__Problem__. Each line of the material below that holds the word "AppState" needs to be copied.

__Source material__.
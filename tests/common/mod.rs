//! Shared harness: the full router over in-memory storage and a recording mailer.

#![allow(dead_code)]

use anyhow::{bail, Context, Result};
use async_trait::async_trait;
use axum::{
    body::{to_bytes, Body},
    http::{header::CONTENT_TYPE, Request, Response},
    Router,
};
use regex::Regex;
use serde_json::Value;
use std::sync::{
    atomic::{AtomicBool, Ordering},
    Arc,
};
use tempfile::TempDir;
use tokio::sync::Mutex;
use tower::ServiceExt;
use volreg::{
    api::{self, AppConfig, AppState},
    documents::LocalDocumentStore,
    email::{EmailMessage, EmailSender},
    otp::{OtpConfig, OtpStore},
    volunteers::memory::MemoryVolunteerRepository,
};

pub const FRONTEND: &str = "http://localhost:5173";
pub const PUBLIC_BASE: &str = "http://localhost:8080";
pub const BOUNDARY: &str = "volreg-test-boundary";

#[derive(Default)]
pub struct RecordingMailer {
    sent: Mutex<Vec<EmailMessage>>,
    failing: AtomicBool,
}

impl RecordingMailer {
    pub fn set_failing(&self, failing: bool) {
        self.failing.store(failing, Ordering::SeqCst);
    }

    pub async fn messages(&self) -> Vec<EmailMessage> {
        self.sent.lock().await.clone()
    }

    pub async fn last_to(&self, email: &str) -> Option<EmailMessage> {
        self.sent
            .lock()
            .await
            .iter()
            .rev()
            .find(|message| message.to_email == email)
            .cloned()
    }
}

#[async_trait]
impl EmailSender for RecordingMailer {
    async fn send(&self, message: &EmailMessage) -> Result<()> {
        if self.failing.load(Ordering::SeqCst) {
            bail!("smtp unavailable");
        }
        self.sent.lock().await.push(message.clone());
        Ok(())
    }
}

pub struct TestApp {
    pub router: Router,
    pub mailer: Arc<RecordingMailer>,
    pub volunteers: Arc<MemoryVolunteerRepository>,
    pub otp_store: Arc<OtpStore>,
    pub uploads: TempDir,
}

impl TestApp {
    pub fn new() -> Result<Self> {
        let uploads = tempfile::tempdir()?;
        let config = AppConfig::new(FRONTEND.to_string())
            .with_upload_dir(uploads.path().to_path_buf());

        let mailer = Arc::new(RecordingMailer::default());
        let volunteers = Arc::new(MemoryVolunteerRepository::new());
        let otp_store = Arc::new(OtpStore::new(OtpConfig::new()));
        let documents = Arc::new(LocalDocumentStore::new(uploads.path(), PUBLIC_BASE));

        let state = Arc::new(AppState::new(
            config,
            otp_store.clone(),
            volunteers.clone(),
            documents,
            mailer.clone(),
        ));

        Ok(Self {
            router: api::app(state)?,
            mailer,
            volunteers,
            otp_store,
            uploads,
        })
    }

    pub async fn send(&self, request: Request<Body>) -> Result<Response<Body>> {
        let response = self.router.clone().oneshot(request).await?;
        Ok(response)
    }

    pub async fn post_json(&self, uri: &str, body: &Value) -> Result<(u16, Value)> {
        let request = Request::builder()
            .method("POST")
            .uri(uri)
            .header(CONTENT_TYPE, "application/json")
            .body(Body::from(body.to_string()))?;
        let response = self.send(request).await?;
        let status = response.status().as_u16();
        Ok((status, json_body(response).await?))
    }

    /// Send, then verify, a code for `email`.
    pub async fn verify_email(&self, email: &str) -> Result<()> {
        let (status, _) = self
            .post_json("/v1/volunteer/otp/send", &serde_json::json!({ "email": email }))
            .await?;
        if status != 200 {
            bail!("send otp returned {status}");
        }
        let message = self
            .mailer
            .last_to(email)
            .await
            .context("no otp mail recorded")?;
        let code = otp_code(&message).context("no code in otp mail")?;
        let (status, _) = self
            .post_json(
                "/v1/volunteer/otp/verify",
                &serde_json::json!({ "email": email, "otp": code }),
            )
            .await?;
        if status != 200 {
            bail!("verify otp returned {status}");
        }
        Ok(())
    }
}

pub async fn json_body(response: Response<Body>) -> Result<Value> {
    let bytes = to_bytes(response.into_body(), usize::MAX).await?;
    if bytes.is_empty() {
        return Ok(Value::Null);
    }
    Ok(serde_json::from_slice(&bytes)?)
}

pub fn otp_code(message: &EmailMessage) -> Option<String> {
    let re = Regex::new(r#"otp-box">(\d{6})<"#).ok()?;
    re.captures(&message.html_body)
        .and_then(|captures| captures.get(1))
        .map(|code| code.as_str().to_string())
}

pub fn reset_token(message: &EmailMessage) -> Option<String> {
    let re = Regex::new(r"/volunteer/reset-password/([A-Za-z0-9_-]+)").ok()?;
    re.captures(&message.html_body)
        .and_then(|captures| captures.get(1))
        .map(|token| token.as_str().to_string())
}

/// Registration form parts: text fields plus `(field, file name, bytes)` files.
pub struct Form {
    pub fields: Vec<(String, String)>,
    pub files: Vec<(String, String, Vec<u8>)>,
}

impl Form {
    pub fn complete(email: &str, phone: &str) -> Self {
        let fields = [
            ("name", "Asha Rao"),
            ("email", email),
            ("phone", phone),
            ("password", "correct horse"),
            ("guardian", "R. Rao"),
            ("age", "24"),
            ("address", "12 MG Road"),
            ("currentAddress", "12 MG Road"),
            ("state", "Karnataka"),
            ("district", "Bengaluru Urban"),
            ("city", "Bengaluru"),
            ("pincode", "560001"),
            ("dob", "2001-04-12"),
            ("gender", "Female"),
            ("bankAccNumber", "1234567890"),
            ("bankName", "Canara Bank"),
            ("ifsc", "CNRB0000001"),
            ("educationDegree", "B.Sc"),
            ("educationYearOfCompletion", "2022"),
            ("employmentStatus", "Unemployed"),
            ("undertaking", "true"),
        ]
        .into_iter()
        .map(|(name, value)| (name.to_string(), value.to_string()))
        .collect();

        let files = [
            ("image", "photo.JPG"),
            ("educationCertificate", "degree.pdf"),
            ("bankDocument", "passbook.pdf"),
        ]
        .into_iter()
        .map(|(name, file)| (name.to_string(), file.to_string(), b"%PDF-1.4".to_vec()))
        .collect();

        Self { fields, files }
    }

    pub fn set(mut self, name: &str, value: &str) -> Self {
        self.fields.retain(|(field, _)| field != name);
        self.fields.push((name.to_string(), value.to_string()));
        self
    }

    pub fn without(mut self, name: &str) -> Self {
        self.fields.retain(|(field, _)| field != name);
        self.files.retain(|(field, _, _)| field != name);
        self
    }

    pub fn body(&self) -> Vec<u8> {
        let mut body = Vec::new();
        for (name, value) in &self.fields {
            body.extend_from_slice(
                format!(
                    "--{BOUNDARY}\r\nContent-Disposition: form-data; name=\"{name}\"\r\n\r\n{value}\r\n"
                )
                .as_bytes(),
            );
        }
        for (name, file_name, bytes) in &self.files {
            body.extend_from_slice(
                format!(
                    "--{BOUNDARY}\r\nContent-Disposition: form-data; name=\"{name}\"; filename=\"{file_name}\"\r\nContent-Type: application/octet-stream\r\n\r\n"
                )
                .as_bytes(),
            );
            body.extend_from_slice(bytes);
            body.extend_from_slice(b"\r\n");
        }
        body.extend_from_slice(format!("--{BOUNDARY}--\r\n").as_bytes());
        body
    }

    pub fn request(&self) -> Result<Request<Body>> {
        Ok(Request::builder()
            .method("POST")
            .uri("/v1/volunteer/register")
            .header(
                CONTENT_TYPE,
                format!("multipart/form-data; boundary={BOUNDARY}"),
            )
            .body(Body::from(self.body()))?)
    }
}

...

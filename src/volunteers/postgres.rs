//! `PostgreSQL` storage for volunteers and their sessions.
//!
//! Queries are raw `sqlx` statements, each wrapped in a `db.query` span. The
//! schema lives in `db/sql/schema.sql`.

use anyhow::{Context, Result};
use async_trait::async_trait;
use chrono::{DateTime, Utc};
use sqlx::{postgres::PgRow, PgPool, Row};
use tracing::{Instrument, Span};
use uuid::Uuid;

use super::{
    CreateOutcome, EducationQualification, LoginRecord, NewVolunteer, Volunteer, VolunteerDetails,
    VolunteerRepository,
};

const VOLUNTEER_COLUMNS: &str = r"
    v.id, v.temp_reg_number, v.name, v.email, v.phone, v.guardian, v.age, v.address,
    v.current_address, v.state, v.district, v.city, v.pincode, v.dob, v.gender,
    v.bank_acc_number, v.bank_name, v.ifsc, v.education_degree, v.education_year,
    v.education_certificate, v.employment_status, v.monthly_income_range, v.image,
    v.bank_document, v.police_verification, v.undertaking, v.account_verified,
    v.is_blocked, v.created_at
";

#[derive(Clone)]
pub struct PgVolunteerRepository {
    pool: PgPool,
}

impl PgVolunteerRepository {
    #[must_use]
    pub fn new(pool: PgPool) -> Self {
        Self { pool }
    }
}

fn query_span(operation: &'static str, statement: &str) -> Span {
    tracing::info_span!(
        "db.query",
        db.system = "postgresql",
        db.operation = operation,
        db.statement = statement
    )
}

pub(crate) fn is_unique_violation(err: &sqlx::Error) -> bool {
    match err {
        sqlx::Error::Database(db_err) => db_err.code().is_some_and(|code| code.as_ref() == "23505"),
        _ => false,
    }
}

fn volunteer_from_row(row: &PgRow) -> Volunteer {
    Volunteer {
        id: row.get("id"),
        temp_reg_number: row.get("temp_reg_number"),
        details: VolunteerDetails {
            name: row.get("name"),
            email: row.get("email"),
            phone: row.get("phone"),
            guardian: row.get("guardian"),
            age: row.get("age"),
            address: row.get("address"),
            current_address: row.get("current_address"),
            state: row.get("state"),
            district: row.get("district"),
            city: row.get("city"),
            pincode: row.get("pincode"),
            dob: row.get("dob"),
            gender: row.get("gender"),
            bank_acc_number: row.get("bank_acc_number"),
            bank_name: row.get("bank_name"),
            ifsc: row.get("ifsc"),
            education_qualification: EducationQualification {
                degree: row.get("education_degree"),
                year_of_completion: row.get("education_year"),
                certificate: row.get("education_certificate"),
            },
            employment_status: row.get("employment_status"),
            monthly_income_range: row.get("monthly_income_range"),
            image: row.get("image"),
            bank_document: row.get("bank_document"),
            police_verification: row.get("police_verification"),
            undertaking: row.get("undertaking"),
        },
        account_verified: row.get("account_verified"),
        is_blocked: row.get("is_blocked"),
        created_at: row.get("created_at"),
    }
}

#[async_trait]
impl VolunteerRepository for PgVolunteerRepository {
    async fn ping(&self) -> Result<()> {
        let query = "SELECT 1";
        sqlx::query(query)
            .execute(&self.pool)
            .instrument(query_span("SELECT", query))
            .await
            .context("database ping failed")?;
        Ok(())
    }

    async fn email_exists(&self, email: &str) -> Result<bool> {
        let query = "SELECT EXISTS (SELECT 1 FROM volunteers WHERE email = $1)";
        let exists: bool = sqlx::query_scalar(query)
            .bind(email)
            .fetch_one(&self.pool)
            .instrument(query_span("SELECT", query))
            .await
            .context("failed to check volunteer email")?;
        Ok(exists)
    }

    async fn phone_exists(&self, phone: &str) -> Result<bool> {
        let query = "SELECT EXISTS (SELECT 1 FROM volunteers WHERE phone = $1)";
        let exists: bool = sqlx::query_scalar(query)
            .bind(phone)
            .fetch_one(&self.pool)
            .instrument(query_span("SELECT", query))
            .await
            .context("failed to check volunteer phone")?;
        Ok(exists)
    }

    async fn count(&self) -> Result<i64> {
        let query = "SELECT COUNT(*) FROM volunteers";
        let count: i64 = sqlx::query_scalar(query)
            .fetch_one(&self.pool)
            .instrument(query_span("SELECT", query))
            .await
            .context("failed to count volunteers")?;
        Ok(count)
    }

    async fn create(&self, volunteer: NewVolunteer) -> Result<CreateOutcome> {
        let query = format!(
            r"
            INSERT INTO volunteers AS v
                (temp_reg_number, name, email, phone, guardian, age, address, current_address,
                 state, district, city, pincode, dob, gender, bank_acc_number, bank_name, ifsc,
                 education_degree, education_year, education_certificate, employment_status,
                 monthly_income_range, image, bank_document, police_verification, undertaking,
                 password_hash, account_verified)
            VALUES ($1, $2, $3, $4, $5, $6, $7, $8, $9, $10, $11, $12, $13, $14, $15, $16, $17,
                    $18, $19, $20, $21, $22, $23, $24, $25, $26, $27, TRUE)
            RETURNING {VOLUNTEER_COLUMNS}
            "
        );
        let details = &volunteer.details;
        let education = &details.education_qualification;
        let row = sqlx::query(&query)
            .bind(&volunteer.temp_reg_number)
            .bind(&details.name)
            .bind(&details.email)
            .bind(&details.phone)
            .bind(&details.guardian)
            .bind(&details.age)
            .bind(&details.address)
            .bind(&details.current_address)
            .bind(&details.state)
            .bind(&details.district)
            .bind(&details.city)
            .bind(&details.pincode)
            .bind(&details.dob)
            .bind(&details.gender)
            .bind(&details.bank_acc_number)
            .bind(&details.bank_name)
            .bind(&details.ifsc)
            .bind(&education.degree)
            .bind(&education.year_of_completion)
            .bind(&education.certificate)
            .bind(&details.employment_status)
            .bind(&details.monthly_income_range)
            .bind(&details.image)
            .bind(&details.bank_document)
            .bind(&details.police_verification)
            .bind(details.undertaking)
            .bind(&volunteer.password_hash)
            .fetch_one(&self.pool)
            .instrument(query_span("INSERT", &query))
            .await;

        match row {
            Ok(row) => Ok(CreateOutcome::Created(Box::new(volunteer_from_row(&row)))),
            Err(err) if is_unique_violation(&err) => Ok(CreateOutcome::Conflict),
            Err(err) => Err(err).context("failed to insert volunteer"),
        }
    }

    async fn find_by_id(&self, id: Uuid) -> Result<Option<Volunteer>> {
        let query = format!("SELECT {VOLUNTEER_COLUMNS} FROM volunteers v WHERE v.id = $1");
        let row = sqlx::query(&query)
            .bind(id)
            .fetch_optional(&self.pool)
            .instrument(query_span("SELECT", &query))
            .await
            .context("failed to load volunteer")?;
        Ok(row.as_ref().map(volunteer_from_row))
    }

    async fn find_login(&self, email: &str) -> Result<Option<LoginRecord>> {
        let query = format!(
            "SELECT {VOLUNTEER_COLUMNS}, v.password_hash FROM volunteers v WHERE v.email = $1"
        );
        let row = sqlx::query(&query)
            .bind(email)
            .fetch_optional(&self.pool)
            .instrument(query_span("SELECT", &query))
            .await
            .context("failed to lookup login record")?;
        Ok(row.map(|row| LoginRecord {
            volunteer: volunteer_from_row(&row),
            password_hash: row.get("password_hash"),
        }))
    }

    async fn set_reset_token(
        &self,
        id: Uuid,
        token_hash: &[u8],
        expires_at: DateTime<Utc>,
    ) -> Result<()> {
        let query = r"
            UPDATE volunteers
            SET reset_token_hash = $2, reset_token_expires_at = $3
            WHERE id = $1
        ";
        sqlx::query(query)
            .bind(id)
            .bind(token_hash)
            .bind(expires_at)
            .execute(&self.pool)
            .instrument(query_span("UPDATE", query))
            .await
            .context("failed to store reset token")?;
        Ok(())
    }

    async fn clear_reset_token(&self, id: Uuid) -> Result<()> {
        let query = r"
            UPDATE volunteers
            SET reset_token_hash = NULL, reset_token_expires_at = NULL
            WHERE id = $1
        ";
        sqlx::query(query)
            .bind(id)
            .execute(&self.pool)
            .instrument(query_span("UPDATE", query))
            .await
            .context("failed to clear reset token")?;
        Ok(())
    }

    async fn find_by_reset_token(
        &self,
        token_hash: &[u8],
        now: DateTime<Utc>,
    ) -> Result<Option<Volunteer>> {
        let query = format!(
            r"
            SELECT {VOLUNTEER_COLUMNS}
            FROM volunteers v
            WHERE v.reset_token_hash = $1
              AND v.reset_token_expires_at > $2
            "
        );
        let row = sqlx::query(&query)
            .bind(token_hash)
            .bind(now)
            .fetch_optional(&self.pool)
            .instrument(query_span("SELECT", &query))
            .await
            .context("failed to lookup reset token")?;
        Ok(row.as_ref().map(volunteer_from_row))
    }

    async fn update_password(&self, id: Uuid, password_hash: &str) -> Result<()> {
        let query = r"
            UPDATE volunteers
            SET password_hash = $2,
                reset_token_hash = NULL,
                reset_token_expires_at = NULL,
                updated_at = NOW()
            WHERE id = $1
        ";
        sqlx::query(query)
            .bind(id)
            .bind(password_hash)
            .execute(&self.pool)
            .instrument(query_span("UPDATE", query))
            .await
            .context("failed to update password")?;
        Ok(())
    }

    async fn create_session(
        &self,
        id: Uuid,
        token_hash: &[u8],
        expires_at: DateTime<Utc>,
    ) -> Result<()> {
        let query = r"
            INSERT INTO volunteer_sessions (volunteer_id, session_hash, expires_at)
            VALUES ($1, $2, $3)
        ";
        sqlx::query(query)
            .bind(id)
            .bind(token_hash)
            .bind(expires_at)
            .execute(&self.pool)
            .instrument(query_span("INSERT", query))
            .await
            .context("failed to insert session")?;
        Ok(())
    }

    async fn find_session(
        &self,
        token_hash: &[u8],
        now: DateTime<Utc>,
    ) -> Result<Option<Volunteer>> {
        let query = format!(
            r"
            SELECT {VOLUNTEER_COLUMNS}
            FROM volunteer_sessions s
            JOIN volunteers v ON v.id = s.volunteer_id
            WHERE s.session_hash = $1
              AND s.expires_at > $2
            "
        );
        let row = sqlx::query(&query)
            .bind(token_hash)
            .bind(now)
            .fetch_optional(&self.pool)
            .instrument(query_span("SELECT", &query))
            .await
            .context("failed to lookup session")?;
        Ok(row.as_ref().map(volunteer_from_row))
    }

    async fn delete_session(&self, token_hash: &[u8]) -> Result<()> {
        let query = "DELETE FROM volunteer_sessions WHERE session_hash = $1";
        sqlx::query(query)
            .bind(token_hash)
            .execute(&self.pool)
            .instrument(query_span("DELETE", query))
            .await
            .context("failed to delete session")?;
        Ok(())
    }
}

__Solution to this task__.
    api::{self, AppConfig, AppState},
        let state = Arc::new(AppState::new(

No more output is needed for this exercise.